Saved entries
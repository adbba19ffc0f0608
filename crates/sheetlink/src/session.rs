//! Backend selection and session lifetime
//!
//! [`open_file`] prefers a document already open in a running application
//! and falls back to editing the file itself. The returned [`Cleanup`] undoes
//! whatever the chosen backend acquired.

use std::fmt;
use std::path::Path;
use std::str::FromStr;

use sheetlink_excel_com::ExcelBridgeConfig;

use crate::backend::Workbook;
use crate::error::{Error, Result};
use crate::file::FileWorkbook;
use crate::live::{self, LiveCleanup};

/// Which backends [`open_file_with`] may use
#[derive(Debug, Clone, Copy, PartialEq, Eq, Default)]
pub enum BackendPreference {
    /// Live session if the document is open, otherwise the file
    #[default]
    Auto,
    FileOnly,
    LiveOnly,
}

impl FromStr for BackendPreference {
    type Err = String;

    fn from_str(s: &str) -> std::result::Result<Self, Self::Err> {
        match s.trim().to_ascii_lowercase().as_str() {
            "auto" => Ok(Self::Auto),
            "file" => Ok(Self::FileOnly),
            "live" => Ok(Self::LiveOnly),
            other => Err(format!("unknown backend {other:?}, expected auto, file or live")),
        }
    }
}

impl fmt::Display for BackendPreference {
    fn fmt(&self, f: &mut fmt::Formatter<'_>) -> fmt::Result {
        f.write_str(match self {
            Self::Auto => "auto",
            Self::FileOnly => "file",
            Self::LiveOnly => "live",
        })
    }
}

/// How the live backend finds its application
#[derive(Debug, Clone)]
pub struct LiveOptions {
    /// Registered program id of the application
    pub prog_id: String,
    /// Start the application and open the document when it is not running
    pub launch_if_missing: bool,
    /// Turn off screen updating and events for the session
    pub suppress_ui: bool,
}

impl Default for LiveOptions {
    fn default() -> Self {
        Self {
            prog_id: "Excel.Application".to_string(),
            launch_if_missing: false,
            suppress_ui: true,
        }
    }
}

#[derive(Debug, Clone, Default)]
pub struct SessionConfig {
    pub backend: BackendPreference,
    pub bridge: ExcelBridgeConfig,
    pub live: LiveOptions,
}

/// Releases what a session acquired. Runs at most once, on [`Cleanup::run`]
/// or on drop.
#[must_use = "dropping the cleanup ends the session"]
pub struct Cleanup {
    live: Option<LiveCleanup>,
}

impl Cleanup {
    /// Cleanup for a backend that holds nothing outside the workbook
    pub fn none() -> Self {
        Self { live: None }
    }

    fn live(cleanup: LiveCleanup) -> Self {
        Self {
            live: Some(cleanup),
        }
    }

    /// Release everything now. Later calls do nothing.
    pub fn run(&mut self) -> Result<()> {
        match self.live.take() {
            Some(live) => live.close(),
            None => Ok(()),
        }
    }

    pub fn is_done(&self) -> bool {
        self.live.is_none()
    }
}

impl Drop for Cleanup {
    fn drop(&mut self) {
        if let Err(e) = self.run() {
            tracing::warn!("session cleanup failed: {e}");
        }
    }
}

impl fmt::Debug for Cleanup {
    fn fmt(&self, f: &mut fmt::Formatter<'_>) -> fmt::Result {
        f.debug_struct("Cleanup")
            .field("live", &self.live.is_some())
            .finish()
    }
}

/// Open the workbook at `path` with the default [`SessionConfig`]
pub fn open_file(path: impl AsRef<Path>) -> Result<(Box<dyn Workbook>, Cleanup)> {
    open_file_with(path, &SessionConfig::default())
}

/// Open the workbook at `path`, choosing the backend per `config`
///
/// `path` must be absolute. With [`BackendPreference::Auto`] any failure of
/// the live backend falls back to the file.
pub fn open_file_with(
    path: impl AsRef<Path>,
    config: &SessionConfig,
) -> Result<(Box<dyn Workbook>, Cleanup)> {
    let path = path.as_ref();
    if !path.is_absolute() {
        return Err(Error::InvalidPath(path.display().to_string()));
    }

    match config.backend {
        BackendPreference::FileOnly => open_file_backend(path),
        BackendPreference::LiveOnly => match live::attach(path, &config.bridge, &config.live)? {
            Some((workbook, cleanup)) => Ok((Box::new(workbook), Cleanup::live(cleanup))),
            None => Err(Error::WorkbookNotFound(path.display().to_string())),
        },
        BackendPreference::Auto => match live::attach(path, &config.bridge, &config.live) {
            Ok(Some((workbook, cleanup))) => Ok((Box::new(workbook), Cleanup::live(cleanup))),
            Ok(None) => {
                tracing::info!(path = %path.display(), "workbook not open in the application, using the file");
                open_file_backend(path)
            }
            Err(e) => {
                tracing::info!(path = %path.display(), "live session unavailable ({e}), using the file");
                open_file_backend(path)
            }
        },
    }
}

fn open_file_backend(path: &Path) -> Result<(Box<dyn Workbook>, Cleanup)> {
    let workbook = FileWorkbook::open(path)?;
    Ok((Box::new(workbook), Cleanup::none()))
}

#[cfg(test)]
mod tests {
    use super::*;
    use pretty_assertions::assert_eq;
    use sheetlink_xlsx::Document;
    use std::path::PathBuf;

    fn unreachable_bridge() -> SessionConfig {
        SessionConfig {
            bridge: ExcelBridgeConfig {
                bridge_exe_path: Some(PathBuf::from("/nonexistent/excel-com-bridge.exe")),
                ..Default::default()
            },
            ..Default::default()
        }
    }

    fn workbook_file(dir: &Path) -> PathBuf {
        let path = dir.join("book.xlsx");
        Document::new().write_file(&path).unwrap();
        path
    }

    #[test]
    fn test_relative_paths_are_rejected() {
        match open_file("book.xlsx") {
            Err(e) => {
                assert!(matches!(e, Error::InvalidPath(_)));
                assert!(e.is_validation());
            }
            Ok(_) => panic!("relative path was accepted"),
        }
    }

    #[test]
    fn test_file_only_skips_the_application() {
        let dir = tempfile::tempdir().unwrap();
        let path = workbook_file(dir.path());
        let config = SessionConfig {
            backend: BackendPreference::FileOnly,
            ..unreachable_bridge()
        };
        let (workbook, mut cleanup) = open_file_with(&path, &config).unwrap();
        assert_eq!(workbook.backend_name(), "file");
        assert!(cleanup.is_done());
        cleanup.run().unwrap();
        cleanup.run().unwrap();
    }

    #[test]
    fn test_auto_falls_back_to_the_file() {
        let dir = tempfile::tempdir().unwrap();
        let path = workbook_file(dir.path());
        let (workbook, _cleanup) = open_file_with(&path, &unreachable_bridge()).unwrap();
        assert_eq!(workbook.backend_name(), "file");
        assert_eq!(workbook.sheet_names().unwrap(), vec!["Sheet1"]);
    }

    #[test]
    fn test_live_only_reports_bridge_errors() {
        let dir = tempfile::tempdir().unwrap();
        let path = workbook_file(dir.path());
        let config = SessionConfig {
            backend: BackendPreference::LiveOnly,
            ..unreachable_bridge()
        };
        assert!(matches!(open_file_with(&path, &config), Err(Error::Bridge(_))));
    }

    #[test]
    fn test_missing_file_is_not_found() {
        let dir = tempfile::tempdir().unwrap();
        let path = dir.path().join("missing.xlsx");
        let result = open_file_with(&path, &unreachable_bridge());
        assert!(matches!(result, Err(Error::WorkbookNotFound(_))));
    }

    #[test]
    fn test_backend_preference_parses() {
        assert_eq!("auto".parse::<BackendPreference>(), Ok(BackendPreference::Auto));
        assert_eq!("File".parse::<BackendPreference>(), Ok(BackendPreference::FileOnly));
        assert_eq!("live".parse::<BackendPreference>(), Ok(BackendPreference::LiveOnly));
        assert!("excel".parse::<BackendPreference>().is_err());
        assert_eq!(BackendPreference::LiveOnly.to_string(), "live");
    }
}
...
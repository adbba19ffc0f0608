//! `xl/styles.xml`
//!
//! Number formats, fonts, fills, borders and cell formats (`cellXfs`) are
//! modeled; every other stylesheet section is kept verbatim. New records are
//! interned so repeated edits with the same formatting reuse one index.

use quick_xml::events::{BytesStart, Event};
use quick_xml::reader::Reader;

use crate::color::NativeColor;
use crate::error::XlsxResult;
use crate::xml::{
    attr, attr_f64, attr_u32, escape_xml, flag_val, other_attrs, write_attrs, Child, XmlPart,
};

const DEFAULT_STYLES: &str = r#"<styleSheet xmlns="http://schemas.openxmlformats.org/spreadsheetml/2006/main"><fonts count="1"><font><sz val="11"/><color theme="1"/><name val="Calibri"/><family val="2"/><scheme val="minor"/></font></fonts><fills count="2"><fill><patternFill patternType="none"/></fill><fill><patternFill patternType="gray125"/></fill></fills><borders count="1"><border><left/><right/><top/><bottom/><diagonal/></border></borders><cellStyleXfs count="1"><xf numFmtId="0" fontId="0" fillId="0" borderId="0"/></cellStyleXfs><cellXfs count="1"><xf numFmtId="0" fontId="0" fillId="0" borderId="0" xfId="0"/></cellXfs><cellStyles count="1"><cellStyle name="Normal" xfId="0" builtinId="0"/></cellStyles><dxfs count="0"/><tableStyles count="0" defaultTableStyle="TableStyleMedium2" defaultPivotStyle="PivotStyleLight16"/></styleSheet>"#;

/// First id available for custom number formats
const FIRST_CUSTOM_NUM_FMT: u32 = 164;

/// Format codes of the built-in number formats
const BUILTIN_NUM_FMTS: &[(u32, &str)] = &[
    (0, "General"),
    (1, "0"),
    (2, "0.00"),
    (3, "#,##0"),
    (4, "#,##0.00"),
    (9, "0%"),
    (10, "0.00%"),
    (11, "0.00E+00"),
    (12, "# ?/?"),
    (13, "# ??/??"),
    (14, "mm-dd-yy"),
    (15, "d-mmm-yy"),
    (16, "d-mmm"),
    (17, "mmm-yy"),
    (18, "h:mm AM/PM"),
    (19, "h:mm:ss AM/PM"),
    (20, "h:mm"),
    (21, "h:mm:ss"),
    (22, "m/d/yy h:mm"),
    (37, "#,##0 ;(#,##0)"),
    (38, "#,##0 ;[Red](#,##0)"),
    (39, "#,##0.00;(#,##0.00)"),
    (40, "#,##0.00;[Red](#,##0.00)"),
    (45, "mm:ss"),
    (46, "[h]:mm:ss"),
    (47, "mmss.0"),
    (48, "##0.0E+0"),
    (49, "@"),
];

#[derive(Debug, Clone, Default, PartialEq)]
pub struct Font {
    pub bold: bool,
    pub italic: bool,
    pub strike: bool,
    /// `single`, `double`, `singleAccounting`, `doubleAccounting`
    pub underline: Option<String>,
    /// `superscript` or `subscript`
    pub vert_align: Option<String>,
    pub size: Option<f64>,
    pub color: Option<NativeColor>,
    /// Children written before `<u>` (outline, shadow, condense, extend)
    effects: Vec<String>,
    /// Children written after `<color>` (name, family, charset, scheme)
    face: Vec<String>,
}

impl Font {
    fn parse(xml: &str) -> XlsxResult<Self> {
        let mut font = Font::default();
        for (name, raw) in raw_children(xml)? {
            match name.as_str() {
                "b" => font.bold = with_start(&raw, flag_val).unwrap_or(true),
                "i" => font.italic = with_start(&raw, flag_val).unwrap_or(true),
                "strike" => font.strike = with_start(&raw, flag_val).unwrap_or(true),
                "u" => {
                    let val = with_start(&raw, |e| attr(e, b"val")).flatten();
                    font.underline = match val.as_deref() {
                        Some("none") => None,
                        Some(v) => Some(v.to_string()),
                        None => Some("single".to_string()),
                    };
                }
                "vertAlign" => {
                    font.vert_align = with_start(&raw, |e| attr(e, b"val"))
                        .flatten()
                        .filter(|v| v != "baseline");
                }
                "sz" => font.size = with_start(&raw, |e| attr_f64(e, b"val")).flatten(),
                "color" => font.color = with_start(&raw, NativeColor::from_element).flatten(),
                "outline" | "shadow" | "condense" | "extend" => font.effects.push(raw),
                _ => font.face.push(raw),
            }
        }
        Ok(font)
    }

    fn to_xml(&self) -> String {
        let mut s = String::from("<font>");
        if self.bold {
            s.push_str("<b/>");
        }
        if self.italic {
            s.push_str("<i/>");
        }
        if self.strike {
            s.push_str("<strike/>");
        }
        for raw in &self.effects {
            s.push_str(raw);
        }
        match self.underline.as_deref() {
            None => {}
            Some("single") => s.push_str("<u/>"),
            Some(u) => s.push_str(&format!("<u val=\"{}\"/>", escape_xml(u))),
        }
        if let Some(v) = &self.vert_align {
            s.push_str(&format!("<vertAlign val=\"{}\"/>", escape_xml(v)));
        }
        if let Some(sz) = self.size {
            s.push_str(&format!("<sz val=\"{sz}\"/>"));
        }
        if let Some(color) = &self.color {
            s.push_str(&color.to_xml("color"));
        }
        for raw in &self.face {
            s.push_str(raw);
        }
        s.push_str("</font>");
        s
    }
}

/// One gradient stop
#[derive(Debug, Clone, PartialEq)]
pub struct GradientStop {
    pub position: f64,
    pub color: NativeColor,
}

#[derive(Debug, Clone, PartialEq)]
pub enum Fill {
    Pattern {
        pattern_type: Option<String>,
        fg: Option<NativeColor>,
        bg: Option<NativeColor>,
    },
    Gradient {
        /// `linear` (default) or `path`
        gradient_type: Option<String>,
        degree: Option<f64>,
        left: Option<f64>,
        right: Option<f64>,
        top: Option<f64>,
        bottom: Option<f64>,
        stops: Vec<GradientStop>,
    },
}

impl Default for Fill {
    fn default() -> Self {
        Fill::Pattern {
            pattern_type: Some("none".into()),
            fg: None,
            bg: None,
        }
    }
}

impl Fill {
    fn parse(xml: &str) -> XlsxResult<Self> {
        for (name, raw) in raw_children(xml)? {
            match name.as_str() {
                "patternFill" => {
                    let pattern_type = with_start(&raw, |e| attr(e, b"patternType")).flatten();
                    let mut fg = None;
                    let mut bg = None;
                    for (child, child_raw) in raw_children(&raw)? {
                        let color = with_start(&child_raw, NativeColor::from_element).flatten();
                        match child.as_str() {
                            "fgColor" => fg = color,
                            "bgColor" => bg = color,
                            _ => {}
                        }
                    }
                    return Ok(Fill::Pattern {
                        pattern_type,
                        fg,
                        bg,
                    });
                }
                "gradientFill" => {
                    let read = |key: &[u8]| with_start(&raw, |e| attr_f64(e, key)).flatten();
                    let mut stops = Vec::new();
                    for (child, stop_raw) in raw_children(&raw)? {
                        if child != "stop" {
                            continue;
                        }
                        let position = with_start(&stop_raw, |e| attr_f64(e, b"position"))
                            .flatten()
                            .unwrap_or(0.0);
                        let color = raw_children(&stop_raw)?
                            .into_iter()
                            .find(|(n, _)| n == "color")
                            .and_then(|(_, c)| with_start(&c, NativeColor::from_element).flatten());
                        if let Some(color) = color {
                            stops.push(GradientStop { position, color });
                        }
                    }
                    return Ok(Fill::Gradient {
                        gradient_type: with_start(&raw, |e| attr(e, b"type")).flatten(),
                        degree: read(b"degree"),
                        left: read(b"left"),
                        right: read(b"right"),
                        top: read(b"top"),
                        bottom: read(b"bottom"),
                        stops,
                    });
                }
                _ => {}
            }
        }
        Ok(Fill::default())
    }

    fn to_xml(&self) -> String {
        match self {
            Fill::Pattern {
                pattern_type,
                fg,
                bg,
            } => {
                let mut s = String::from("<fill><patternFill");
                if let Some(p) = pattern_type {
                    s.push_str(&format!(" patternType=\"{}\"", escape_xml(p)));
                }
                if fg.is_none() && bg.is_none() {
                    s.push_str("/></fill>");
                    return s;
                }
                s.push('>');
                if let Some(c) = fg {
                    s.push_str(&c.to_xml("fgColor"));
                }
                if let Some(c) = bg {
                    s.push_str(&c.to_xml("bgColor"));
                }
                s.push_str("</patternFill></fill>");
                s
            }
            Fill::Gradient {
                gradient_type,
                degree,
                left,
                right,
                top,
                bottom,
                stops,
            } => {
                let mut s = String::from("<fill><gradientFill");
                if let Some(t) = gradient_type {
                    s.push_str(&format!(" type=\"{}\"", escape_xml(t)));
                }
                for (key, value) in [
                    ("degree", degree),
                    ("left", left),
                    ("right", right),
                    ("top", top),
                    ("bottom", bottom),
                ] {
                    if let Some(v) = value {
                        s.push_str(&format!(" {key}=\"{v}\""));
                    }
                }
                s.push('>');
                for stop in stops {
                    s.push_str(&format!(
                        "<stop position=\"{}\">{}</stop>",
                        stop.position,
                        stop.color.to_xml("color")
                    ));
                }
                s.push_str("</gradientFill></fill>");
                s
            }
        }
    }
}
---
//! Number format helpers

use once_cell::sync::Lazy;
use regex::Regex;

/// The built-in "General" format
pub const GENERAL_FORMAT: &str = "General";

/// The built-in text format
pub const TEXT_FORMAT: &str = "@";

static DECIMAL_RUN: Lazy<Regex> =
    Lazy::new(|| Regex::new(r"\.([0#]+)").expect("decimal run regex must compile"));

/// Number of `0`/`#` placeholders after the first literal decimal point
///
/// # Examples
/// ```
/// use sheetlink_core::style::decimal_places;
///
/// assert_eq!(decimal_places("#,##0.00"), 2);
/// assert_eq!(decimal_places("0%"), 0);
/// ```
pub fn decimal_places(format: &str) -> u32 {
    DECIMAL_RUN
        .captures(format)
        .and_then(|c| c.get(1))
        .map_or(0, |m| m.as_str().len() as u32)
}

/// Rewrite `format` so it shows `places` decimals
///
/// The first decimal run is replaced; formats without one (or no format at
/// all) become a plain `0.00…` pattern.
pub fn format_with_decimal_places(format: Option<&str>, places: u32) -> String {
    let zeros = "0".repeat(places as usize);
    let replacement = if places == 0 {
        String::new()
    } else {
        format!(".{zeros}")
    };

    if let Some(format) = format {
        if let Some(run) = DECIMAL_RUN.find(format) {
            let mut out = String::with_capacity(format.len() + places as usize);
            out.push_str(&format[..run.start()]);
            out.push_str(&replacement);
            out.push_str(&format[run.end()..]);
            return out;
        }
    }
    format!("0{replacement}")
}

TASK DIRECTIONS
Find the word "FileOnly" in the entries, then copy out every line that has it.

FINISHED EXERCISE
    FileOnly,
            "file" => Ok(Self::FileOnly),
            Self::FileOnly => "file",
        BackendPreference::FileOnly => open_file_backend(path),
            backend: BackendPreference::FileOnly,
        assert_eq!("File".parse::<BackendPreference>(), Ok(BackendPreference::FileOnly));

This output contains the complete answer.